[Stored items]
::::::

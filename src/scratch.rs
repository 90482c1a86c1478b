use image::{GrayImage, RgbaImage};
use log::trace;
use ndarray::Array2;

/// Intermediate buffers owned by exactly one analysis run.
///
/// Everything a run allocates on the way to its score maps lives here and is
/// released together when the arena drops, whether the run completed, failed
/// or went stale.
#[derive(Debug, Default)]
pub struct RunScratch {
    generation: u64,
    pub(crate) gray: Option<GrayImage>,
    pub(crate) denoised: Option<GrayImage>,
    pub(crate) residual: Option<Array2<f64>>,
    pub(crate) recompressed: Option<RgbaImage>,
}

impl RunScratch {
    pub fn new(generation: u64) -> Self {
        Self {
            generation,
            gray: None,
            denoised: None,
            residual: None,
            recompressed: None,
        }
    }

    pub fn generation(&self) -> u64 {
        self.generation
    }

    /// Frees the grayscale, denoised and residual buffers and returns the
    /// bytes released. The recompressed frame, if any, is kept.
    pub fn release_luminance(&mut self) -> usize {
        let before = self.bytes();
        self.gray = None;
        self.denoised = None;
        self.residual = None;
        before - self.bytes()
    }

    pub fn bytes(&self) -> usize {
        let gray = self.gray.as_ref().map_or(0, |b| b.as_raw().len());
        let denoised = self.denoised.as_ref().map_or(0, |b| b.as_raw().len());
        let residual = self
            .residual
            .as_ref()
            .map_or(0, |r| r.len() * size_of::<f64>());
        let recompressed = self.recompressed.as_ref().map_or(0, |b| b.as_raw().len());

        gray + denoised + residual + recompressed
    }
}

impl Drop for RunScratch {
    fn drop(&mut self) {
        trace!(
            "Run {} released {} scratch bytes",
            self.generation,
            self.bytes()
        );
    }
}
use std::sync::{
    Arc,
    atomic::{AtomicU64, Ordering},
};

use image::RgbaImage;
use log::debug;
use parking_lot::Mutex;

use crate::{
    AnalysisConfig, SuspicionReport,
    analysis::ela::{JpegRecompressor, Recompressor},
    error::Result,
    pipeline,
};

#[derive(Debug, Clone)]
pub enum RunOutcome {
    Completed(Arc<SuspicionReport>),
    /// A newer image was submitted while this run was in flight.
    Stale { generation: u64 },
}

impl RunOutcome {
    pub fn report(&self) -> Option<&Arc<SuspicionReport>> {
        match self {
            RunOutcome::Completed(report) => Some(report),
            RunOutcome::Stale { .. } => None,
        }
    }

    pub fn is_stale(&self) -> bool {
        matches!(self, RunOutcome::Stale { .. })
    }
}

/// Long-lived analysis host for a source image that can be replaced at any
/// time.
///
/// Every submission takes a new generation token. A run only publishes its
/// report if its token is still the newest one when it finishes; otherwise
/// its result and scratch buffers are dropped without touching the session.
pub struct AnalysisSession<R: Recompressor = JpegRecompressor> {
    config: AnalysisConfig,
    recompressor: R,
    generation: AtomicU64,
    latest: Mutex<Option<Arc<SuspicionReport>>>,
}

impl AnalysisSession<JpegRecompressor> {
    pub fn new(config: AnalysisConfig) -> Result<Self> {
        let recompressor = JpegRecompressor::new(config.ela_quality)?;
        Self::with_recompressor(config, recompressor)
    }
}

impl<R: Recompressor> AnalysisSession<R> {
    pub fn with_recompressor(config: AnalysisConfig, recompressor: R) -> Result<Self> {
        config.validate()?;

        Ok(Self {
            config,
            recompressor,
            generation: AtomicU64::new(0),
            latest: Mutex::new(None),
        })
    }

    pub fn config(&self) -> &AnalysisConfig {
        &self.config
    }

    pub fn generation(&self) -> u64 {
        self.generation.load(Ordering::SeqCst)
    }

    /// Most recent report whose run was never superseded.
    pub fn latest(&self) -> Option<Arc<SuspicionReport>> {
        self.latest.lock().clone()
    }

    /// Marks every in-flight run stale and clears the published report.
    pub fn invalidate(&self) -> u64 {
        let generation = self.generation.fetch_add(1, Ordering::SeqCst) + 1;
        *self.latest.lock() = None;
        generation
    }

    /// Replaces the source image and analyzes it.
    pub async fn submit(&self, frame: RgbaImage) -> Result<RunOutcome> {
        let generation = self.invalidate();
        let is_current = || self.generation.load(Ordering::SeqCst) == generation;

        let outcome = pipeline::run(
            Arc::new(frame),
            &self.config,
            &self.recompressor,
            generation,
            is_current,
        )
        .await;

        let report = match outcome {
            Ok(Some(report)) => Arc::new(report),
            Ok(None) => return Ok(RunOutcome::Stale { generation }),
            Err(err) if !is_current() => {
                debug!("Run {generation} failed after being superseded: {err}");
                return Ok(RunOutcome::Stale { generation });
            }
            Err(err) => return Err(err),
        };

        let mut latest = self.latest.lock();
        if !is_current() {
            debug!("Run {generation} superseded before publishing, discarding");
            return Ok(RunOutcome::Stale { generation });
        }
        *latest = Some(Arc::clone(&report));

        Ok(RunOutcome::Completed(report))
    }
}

::::::

▸ WORK TO BE COMPLETED: A faithful retyping of every entry above is the task.

▸ REPLY:
filename src/scratch.rs
repository 90482c1a86c1478b
use image::{GrayImage, RgbaImage};
use log::trace;
use ndarray::Array2;

/// Intermediate buffers owned by exactly one analysis run.
///
/// Everything a run allocates on the way to its score maps lives here and is
/// released together when the arena drops, whether the run completed, failed
/// or went stale.
#[derive(Debug, Default)]
pub struct RunScratch {
    generation: u64,
    pub(crate) gray: Option<GrayImage>,
    pub(crate) denoised: Option<GrayImage>,
    pub(crate) residual: Option<Array2<f64>>,
    pub(crate) recompressed: Option<RgbaImage>,
}

impl RunScratch {
    pub fn new(generation: u64) -> Self {
        Self {
            generation,
            gray: None,
            denoised: None,
            residual: None,
            recompressed: None,
        }
    }

    pub fn generation(&self) -> u64 {
        self.generation
    }

    /// Frees the grayscale, denoised and residual buffers and returns the
    /// bytes released. The recompressed frame, if any, is kept.
    pub fn release_luminance(&mut self) -> usize {
        let before = self.bytes();
        self.gray = None;
        self.denoised = None;
        self.residual = None;
        before - self.bytes()
    }

    pub fn bytes(&self) -> usize {
        let gray = self.gray.as_ref().map_or(0, |b| b.as_raw().len());
        let denoised = self.denoised.as_ref().map_or(0, |b| b.as_raw().len());
        let residual = self
            .residual
            .as_ref()
            .map_or(0, |r| r.len() * size_of::<f64>());
        let recompressed = self.recompressed.as_ref().map_or(0, |b| b.as_raw().len());

        gray + denoised + residual + recompressed
    }
}

impl Drop for RunScratch {
    fn drop(&mut self) {
        trace!(
            "Run {} released {} scratch bytes",
            self.generation,
            self.bytes()
        );
    }
}
use std::sync::{
    Arc,
    atomic::{AtomicU64, Ordering},
};

use image::RgbaImage;
use log::debug;
use parking_lot::Mutex;

use crate::{
    AnalysisConfig, SuspicionReport,
    analysis::ela::{JpegRecompressor, Recompressor},
    error::Result,
    pipeline,
};

#[derive(Debug, Clone)]
pub enum RunOutcome {
    Completed(Arc<SuspicionReport>),
    /// A newer image was submitted while this run was in flight.
    Stale { generation: u64 },
}

impl RunOutcome {
    pub fn report(&self) -> Option<&Arc<SuspicionReport>> {
        match self {
            RunOutcome::Completed(report) => Some(report),
            RunOutcome::Stale { .. } => None,
        }
    }

    pub fn is_stale(&self) -> bool {
        matches!(self, RunOutcome::Stale { .. })
    }
}

/// Long-lived analysis host for a source image that can be replaced at any
/// time.
///
/// Every submission takes a new generation token. A run only publishes its
/// report if its token is still the newest one when it finishes; otherwise
/// its result and scratch buffers are dropped without touching the session.
pub struct AnalysisSession<R: Recompressor = JpegRecompressor> {
    config: AnalysisConfig,
    recompressor: R,
    generation: AtomicU64,
    latest: Mutex<Option<Arc<SuspicionReport>>>,
}

impl AnalysisSession<JpegRecompressor> {
    pub fn new(config: AnalysisConfig) -> Result<Self> {
        let recompressor = JpegRecompressor::new(config.ela_quality)?;
        Self::with_recompressor(config, recompressor)
    }
}

impl<R: Recompressor> AnalysisSession<R> {
    pub fn with_recompressor(config: AnalysisConfig, recompressor: R) -> Result<Self> {
        config.validate()?;

        Ok(Self {
            config,
            recompressor,
            generation: AtomicU64::new(0),
            latest: Mutex::new(None),
        })
    }

    pub fn config(&self) -> &AnalysisConfig {
        &self.config
    }

    pub fn generation(&self) -> u64 {
        self.generation.load(Ordering::SeqCst)
    }

    /// Most recent report whose run was never superseded.
    pub fn latest(&self) -> Option<Arc<SuspicionReport>> {
        self.latest.lock().clone()
    }

    /// Marks every in-flight run stale and clears the published report.
    pub fn invalidate(&self) -> u64 {
        let generation = self.generation.fetch_add(1, Ordering::SeqCst) + 1;
        *self.latest.lock() = None;
        generation
    }

    /// Replaces the source image and analyzes it.
    pub async fn submit(&self, frame: RgbaImage) -> Result<RunOutcome> {
        let generation = self.invalidate();
        let is_current = || self.generation.load(Ordering::SeqCst) == generation;

        let outcome = pipeline::run(
            Arc::new(frame),
            &self.config,
            &self.recompressor,
            generation,
            is_current,
        )
        .await;

        let report = match outcome {
            Ok(Some(report)) => Arc::new(report),
            Ok(None) => return Ok(RunOutcome::Stale { generation }),
            Err(err) if !is_current() => {
                debug!("Run {generation} failed after being superseded: {err}");
                return Ok(RunOutcome::Stale { generation });
            }
            Err(err) => return Err(err),
        };

        let mut latest = self.latest.lock();
        if !is_current() {
            debug!("Run {generation} superseded before publishing, discarding");
            return Ok(RunOutcome::Stale { generation });
        }
        *latest = Some(Arc::clone(&report));

        Ok(RunOutcome::Completed(report))
    }
}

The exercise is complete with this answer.